START THE DATA

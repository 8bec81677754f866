//! Test fixtures for creating test data and driving requests
#![allow(dead_code)]

use actix_web::body::MessageBody;
use actix_web::dev::{Service, ServiceResponse};
use actix_web::http::{header, StatusCode};
use actix_web::test;
use campus_reviews::orm::users::{self, Role};
use campus_reviews::orm::{courses, professors, reviews};
use campus_reviews::AppState;
use chrono::Utc;
use sea_orm::{entity::*, ActiveValue::Set, DatabaseConnection, DbErr};
use serde_json::Value;

pub const TEST_PASSWORD: &str = "password123";

/// Create an active user with `TEST_PASSWORD`.
pub async fn create_test_user(
    db: &DatabaseConnection,
    email: &str,
    role: Role,
) -> Result<users::Model, DbErr> {
    let password_hash = campus_reviews::auth::hash_password(TEST_PASSWORD)
        .map_err(|e| DbErr::Custom(format!("Password hashing failed: {}", e)))?;
    let now = Utc::now().naive_utc();

    users::ActiveModel {
        email: Set(email.to_lowercase()),
        password_hash: Set(password_hash),
        first_name: Set("Test".to_owned()),
        last_name: Set(format!("{:?}", role)),
        role: Set(role),
        is_active: Set(true),
        created_at: Set(now),
        updated_at: Set(now),
        ..Default::default()
    }
    .insert(db)
    .await
}

/// Create a user and sign a token for it.
pub async fn create_user_with_token(
    state: &AppState,
    email: &str,
    role: Role,
) -> (users::Model, String) {
    let user = create_test_user(state.db.get_ref(), email, role)
        .await
        .expect("Failed to create test user");
    let token = state
        .tokens
        .generate_token(&user)
        .expect("Failed to sign token");
    (user, token)
}

pub async fn create_test_course(
    db: &DatabaseConnection,
    code: &str,
    name: &str,
    department: &str,
) -> Result<courses::Model, DbErr> {
    let now = Utc::now().naive_utc();
    courses::ActiveModel {
        code: Set(code.to_owned()),
        name: Set(name.to_owned()),
        description: Set(Some(format!("About {}", name))),
        department: Set(department.to_owned()),
        credits: Set(6),
        created_at: Set(now),
        updated_at: Set(now),
        ..Default::default()
    }
    .insert(db)
    .await
}

pub async fn create_test_professor(
    db: &DatabaseConnection,
    first_name: &str,
    last_name: &str,
) -> Result<professors::Model, DbErr> {
    let now = Utc::now().naive_utc();
    professors::ActiveModel {
        first_name: Set(first_name.to_owned()),
        last_name: Set(last_name.to_owned()),
        email: Set(Some(format!(
            "{}.{}@ada.edu.az",
            first_name.to_lowercase(),
            last_name.to_lowercase()
        ))),
        department: Set("Computer Science".to_owned()),
        bio: Set(None),
        created_at: Set(now),
        updated_at: Set(now),
        ..Default::default()
    }
    .insert(db)
    .await
}

/// Insert a review directly, bypassing moderation.
pub async fn create_test_review(
    db: &DatabaseConnection,
    user_id: i32,
    course_id: Option<i32>,
    professor_id: Option<i32>,
    rating: i32,
    approved: bool,
) -> Result<reviews::Model, DbErr> {
    let now = Utc::now().naive_utc();
    reviews::ActiveModel {
        user_id: Set(user_id),
        course_id: Set(course_id),
        professor_id: Set(professor_id),
        rating: Set(rating),
        difficulty: Set(None),
        workload: Set(None),
        content: Set("A perfectly reasonable review".to_owned()),
        is_anonymous: Set(false),
        is_approved: Set(approved),
        is_edited: Set(false),
        helpful_count: Set(0),
        created_at: Set(now),
        updated_at: Set(now),
        ..Default::default()
    }
    .insert(db)
    .await
}

/// Authorization header for a bearer token.
pub fn bearer(token: &str) -> (header::HeaderName, String) {
    (header::AUTHORIZATION, format!("Bearer {}", token))
}

/// Call the service and decode the body as JSON (Null when empty).
pub async fn send<S, R, B>(app: &S, req: R) -> (StatusCode, Value)
where
    S: Service<R, Response = ServiceResponse<B>, Error = actix_web::Error>,
    B: MessageBody,
{
    let resp = test::call_service(app, req).await;
    let status = resp.status();
    let body = test::read_body(resp).await;
    let json = serde_json::from_slice(&body).unwrap_or(Value::Null);
    (status, json)
}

END THE DATA

▸ REQUIREMENT: Wherever the word "MessageBody" appears in the entries above, copy that line.

▸ RESPONSE TO THE EXERCISE:
use actix_web::body::MessageBody;
    B: MessageBody,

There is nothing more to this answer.